Exercise
Search the material for the string "reused", then report how many lines hold it, with no other text.

Information shown
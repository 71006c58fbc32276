/*
 * Copyright Amazon.com, Inc. or its affiliates. All Rights Reserved.
 * SPDX-License-Identifier: Apache-2.0
 */

use std::time::Duration;

/// Configuration for a [`Client`](crate::client::Client) session.
#[derive(Debug, Clone)]
pub struct Config {
    application_name: String,
    connection_init_number: usize,
    connection_max_idle: usize,
    connection_max: usize,
    connection_lifespan: Duration,
    connection_idle_timeout: Duration,
    operation_timeout: Duration,
    start_new_transaction: bool,
    connection_max_number: usize,
}

impl Config {
    /// Create a new `Config` builder
    pub fn builder() -> Builder {
        Builder::default()
    }

    /// Application name reported to the server at connect time
    pub fn application_name(&self) -> &str {
        &self.application_name
    }

    /// Number of connections the pool creates at startup
    pub fn connection_init_number(&self) -> usize {
        self.connection_init_number
    }

    /// Maximum number of idle connections kept in the pool
    pub fn connection_max_idle(&self) -> usize {
        self.connection_max_idle
    }

    /// Maximum number of open (idle + outstanding) pooled connections
    pub fn connection_max(&self) -> usize {
        self.connection_max
    }

    /// Age ceiling for a pooled connection
    pub fn connection_lifespan(&self) -> Duration {
        self.connection_lifespan
    }

    /// Idle time after which a pooled connection is considered stale
    pub fn connection_idle_timeout(&self) -> Duration {
        self.connection_idle_timeout
    }

    /// Timeout applied to every remote round-trip
    pub fn operation_timeout(&self) -> Duration {
        self.operation_timeout
    }

    /// Whether reused connections get a transaction refresh before handout
    pub fn start_new_transaction(&self) -> bool {
        self.start_new_transaction
    }

    /// Cap on the number of worker tasks for a parallel download
    pub fn connection_max_number(&self) -> usize {
        self.connection_max_number
    }
}

impl Default for Config {
    fn default() -> Self {
        Builder::default().build()
    }
}

/// Fluent style builder for [`Config`]
#[derive(Debug, Clone)]
pub struct Builder {
    application_name: String,
    connection_init_number: usize,
    connection_max_idle: usize,
    connection_max: usize,
    connection_lifespan: Duration,
    connection_idle_timeout: Duration,
    operation_timeout: Duration,
    start_new_transaction: bool,
    connection_max_number: usize,
}

impl Default for Builder {
    fn default() -> Self {
        Self {
            application_name: env!("CARGO_PKG_NAME").to_owned(),
            connection_init_number: 1,
            connection_max_idle: 4,
            connection_max: 10,
            connection_lifespan: Duration::from_secs(60 * 60),
            connection_idle_timeout: Duration::from_secs(5 * 60),
            operation_timeout: Duration::from_secs(5 * 60),
            start_new_transaction: true,
            connection_max_number: 8,
        }
    }
}

impl Builder {
    /// Set the application name reported to the server
    pub fn application_name(mut self, name: impl Into<String>) -> Self {
        self.application_name = name.into();
        self
    }

    /// Set the number of connections created at startup
    pub fn connection_init_number(mut self, n: usize) -> Self {
        self.connection_init_number = n;
        self
    }

    /// Set the maximum number of idle connections kept in the pool
    pub fn connection_max_idle(mut self, n: usize) -> Self {
        self.connection_max_idle = n;
        self
    }

    /// Set the maximum number of open pooled connections
    pub fn connection_max(mut self, n: usize) -> Self {
        self.connection_max = n;
        self
    }

    /// Set the age ceiling for a pooled connection
    pub fn connection_lifespan(mut self, lifespan: Duration) -> Self {
        self.connection_lifespan = lifespan;
        self
    }

    /// Set the idle timeout after which a pooled connection is discarded
    pub fn connection_idle_timeout(mut self, timeout: Duration) -> Self {
        self.connection_idle_timeout = timeout;
        self
    }

    /// Set the timeout applied to every remote round-trip.
    ///
    /// `Duration::ZERO` disables the timeout.
    pub fn operation_timeout(mut self, timeout: Duration) -> Self {
        self.operation_timeout = timeout;
        self
    }

    /// Set whether reused connections get a transaction refresh
    pub fn start_new_transaction(mut self, enabled: bool) -> Self {
        self.start_new_transaction = enabled;
        self
    }

    /// Set the cap on parallel download task count
    pub fn connection_max_number(mut self, n: usize) -> Self {
        self.connection_max_number = n;
        self
    }

    /// Consumes the builder and constructs a [`Config`]
    pub fn build(self) -> Config {
        Config {
            application_name: self.application_name,
            connection_init_number: self.connection_init_number,
            connection_max_idle: self.connection_max_idle,
            connection_max: self.connection_max,
            connection_lifespan: self.connection_lifespan,
            connection_idle_timeout: self.connection_idle_timeout,
            operation_timeout: self.operation_timeout,
            start_new_transaction: self.start_new_transaction,
            connection_max_number: self.connection_max_number,
        }
    }
}

#[cfg(test)]
mod tests {
    use super::*;

    #[test]
    fn defaults() {
        let config = Config::default();
        assert_eq!(config.connection_init_number(), 1);
        assert_eq!(config.connection_max_idle(), 4);
        assert_eq!(config.connection_max(), 10);
        assert!(config.start_new_transaction());
        assert_eq!(config.connection_max_number(), 8);
    }

    #[test]
    fn builder_overrides() {
        let config = Config::builder()
            .application_name("tester")
            .connection_max(2)
            .connection_max_idle(1)
            .start_new_transaction(false)
            .operation_timeout(Duration::ZERO)
            .build();
        assert_eq!(config.application_name(), "tester");
        assert_eq!(config.connection_max(), 2);
        assert_eq!(config.connection_max_idle(), 1);
        assert!(!config.start_new_transaction());
        assert_eq!(config.operation_timeout(), Duration::ZERO);
    }
}
/*
 * Copyright Amazon.com, Inc. or its affiliates. All Rights Reserved.
 * SPDX-License-Identifier: Apache-2.0
 */

//! End-to-end transfer tests against the in-process mock grid.

use std::iter;
use std::sync::{Arc, Mutex};

use bytes::Bytes;

use irods_transfer_manager::account::Account;
use irods_transfer_manager::error::ErrorKind;
use irods_transfer_manager::io::resume_journal_path;
use irods_transfer_manager::mock::{test_account, Fault, MockGrid};
use irods_transfer_manager::operation::download::DownloadOptions;
use irods_transfer_manager::operation::upload::UploadOptions;
use irods_transfer_manager::types::TaskCount;
use irods_transfer_manager::{Client, Config};

const KIBIBYTE: usize = 1024;
const MEBIBYTE: usize = 1024 * 1024;

fn rand_data(size: usize) -> Bytes {
    iter::repeat_with(fastrand::alphanumeric)
        .take(size)
        .map(|x| x as u8)
        .collect::<Vec<_>>()
        .into()
}

async fn test_client(grid: &MockGrid) -> Client {
    Client::connect(Arc::new(grid.connector()), test_account(), Config::default())
        .await
        .unwrap()
}

async fn test_client_with_config(grid: &MockGrid, config: Config) -> Client {
    Client::connect(Arc::new(grid.connector()), test_account(), config)
        .await
        .unwrap()
}

/// Record every `(processed, total)` pair a transfer reports.
fn recording_progress() -> (
    Arc<Mutex<Vec<(u64, u64)>>>,
    impl Fn(u64, u64) + Send + Sync + 'static,
) {
    let seen = Arc::new(Mutex::new(Vec::new()));
    let sink = seen.clone();
    let callback = move |processed, total| {
        sink.lock().unwrap().push((processed, total));
    };
    (seen, callback)
}

#[tokio::test]
async fn upload_download_round_trip() {
    let grid = MockGrid::new();
    let client = test_client(&grid).await;
    let data = rand_data(180 * KIBIBYTE);

    client
        .put_buffer(data.clone(), "/tempZone/home/rods/a.dat", &UploadOptions::default())
        .await
        .unwrap();
    let fetched = client
        .get_buffer(
            "/tempZone/home/rods/a.dat",
            data.len() as u64,
            &DownloadOptions::default(),
        )
        .await
        .unwrap();

    assert_eq!(data, fetched);
    assert_eq!(client.metrics().bytes_sent(), data.len() as u64);
    assert_eq!(client.metrics().bytes_received(), data.len() as u64);
}

#[tokio::test]
async fn empty_file_parallel_upload_takes_serial_path() {
    let grid = MockGrid::new();
    let client = test_client(&grid).await;

    let local = tempfile::NamedTempFile::new().unwrap();
    client
        .put_file_parallel(
            local.path(),
            "/tempZone/home/rods/empty.dat",
            &UploadOptions::default().task_count(TaskCount::Explicit(8)),
        )
        .await
        .unwrap();

    assert_eq!(grid.object("/tempZone/home/rods/empty.dat").unwrap(), b"");
    let counters = grid.counters();
    assert_eq!(counters.primary_opens, 0);
    assert_eq!(counters.replica_opens, 0);
}

#[tokio::test]
async fn parallel_upload_uses_the_replica_protocol() {
    let grid = MockGrid::new();
    let client = test_client(&grid).await;
    let data = rand_data(256 * KIBIBYTE);

    let mut local = tempfile::NamedTempFile::new().unwrap();
    std::io::Write::write_all(&mut local, &data).unwrap();

    let (seen, callback) = recording_progress();
    client
        .put_file_parallel(
            local.path(),
            "/tempZone/home/rods/par.dat",
            &UploadOptions::default()
                .task_count(TaskCount::Explicit(4))
                .replicate(true)
                .progress(callback),
        )
        .await
        .unwrap();

    assert_eq!(
        grid.object("/tempZone/home/rods/par.dat").unwrap(),
        data.as_ref()
    );

    let counters = grid.counters();
    assert_eq!(counters.primary_opens, 1);
    assert_eq!(counters.replica_opens, 4);
    assert_eq!(counters.replica_closes, 4);
    assert_eq!(counters.close_order_violations, 0);
    assert_eq!(counters.replications, 1);
    assert_eq!(grid.open_replicas("/tempZone/home/rods/par.dat"), 0);

    let seen = seen.lock().unwrap();
    assert_eq!(seen.first(), Some(&(0, data.len() as u64)));
    assert_eq!(
        seen.iter().map(|(processed, _)| *processed).max(),
        Some(data.len() as u64)
    );
}

#[tokio::test]
async fn parallel_upload_without_server_support_falls_back_to_serial() {
    let grid = MockGrid::new();
    grid.set_parallel_upload(false);
    let client = test_client(&grid).await;
    let data = rand_data(64 * KIBIBYTE);

    let mut local = tempfile::NamedTempFile::new().unwrap();
    std::io::Write::write_all(&mut local, &data).unwrap();

    client
        .put_file_parallel(
            local.path(),
            "/tempZone/home/rods/fallback.dat",
            &UploadOptions::default().task_count(TaskCount::Explicit(4)),
        )
        .await
        .unwrap();

    assert_eq!(
        grid.object("/tempZone/home/rods/fallback.dat").unwrap(),
        data.as_ref()
    );
    assert_eq!(grid.counters().primary_opens, 0);
}

#[tokio::test]
async fn parallel_download_reassembles_the_object() {
    let grid = MockGrid::new();
    let data = rand_data(3 * MEBIBYTE + 17);
    grid.insert_object("/tempZone/home/rods/big.dat", data.clone());

    let client = test_client(&grid).await;
    let dir = tempfile::tempdir().unwrap();
    let local = dir.path().join("big.dat");

    let (seen, callback) = recording_progress();
    client
        .get_file(
            "/tempZone/home/rods/big.dat",
            data.len() as u64,
            &local,
            &DownloadOptions::default()
                .task_count(TaskCount::Explicit(3))
                .progress(callback),
        )
        .await
        .unwrap();

    let fetched = std::fs::read(&local).unwrap();
    assert_eq!(fetched, data.as_ref());

    let seen = seen.lock().unwrap();
    assert_eq!(seen.first(), Some(&(0, data.len() as u64)));
    assert!(seen.iter().all(|(_, total)| *total == data.len() as u64));
    assert_eq!(
        seen.iter().map(|(processed, _)| *processed).max(),
        Some(data.len() as u64)
    );
}

#[tokio::test]
async fn oversubscribed_session_still_downloads_in_parallel() {
    let grid = MockGrid::new();
    let data = rand_data(2 * MEBIBYTE);
    grid.insert_object("/tempZone/home/rods/shared.dat", data.clone());

    // a single pooled connection shared by all four workers
    let config = Config::builder()
        .connection_init_number(0)
        .connection_max_idle(1)
        .connection_max(1)
        .build();
    let client = test_client_with_config(&grid, config).await;
    let dir = tempfile::tempdir().unwrap();
    let local = dir.path().join("shared.dat");

    client
        .get_file(
            "/tempZone/home/rods/shared.dat",
            data.len() as u64,
            &local,
            &DownloadOptions::default().task_count(TaskCount::Explicit(4)),
        )
        .await
        .unwrap();

    assert_eq!(std::fs::read(&local).unwrap(), data.as_ref());
    // every share was returned
    assert_eq!(client.session().shared_connections().await, 0);
}

#[tokio::test]
async fn socket_failure_mid_download_retries_with_a_fresh_connection() {
    let grid = MockGrid::new();
    let data = rand_data(4 * MEBIBYTE);
    grid.insert_object("/tempZone/home/rods/flaky.dat", data.clone());

    let client = test_client(&grid).await;
    let connects_before = grid.counters().connects;

    let dir = tempfile::tempdir().unwrap();
    let local = dir.path().join("flaky.dat");

    // the second read round-trip dies with an I/O error
    grid.set_fault(Fault::IoErrorOnRead { nth: 2 });
    client
        .get_file(
            "/tempZone/home/rods/flaky.dat",
            data.len() as u64,
            &local,
            &DownloadOptions::default().task_count(TaskCount::Explicit(2)),
        )
        .await
        .unwrap();

    assert_eq!(std::fs::read(&local).unwrap(), data.as_ref());
    // the failed worker had to open at least one replacement connection
    assert!(grid.counters().connects > connects_before + 1);
    assert_eq!(client.session().shared_connections().await, 0);
}

#[tokio::test]
async fn interrupted_resumable_download_resumes_and_cleans_up() {
    let grid = MockGrid::new();
    let data = rand_data(3 * MEBIBYTE);
    grid.insert_object("/tempZone/home/rods/resume.dat", data.clone());

    let client = test_client(&grid).await;
    let dir = tempfile::tempdir().unwrap();
    let local = dir.path().join("resume.dat");
    let journal = resume_journal_path(&local);

    // reads start failing fatally once ~40% of the object has been served
    grid.set_fault(Fault::RemoteErrorAfterBytes {
        limit: (data.len() as u64) * 2 / 5,
        code: -999000,
    });
    let err = client
        .get_file_resumable(
            "/tempZone/home/rods/resume.dat",
            data.len() as u64,
            &local,
            &DownloadOptions::default().task_count(TaskCount::Explicit(2)),
        )
        .await
        .unwrap_err();
    assert!(matches!(err.kind(), ErrorKind::TaskFailed(_)));
    assert!(journal.exists(), "journal must survive a failed transfer");

    // second invocation completes from the journal, even with a different
    // requested task count
    grid.clear_fault();
    client
        .get_file_resumable(
            "/tempZone/home/rods/resume.dat",
            data.len() as u64,
            &local,
            &DownloadOptions::default().task_count(TaskCount::Explicit(7)),
        )
        .await
        .unwrap();

    assert_eq!(std::fs::read(&local).unwrap(), data.as_ref());
    assert!(!journal.exists(), "journal is deleted after success");
}

#[tokio::test]
async fn resumable_download_of_short_object_is_advisory_incomplete() {
    let grid = MockGrid::new();
    let data = rand_data(10 * KIBIBYTE);
    grid.insert_object("/tempZone/home/rods/short.dat", data.clone());

    let client = test_client(&grid).await;
    let dir = tempfile::tempdir().unwrap();
    let local = dir.path().join("short.dat");

    // the caller claims twice the actual length; workers EOF early
    let err = client
        .get_file_resumable(
            "/tempZone/home/rods/short.dat",
            (data.len() * 2) as u64,
            &local,
            &DownloadOptions::default().task_count(TaskCount::Explicit(2)),
        )
        .await
        .unwrap_err();
    assert_eq!(err.kind(), &ErrorKind::TransferIncomplete);
    assert!(resume_journal_path(&local).exists());
}

#[tokio::test]
async fn anonymous_session_discards_instead_of_reusing() {
    let grid = MockGrid::new();
    let account = Account::builder()
        .host("mock.grid.invalid")
        .port(1247)
        .zone("tempZone")
        .username("rods")
        .client_username("anonymous")
        .default_resource("demoResc")
        .build();
    let client = Client::connect(Arc::new(grid.connector()), account, Config::default())
        .await
        .unwrap();

    let data = rand_data(8 * KIBIBYTE);
    client
        .put_buffer(data.clone(), "/tempZone/home/public/anon.dat", &UploadOptions::default())
        .await
        .unwrap();
    assert_eq!(
        grid.object("/tempZone/home/public/anon.dat").unwrap(),
        data.as_ref()
    );
    // anonymous sessions never issue transaction resets
    assert_eq!(grid.counters().resets, 0);
}

#[tokio::test]
async fn download_of_missing_object_is_not_found() {
    let grid = MockGrid::new();
    let client = test_client(&grid).await;

    let err = client
        .get_buffer("/tempZone/home/rods/nope.dat", 100, &DownloadOptions::default())
        .await
        .unwrap_err();
    assert_eq!(err.kind(), &ErrorKind::NotFound);
    assert_eq!(client.metrics().transfer_failures(), 1);
}

#[tokio::test]
async fn empty_object_download_creates_an_empty_file() {
    let grid = MockGrid::new();
    grid.insert_object("/tempZone/home/rods/zero.dat", Vec::new());

    let client = test_client(&grid).await;
    let dir = tempfile::tempdir().unwrap();
    let local = dir.path().join("zero.dat");

    client
        .get_file(
            "/tempZone/home/rods/zero.dat",
            0,
            &local,
            &DownloadOptions::default().task_count(TaskCount::Explicit(3)),
        )
        .await
        .unwrap();

    assert_eq!(std::fs::metadata(&local).unwrap().len(), 0);
}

Answer below
2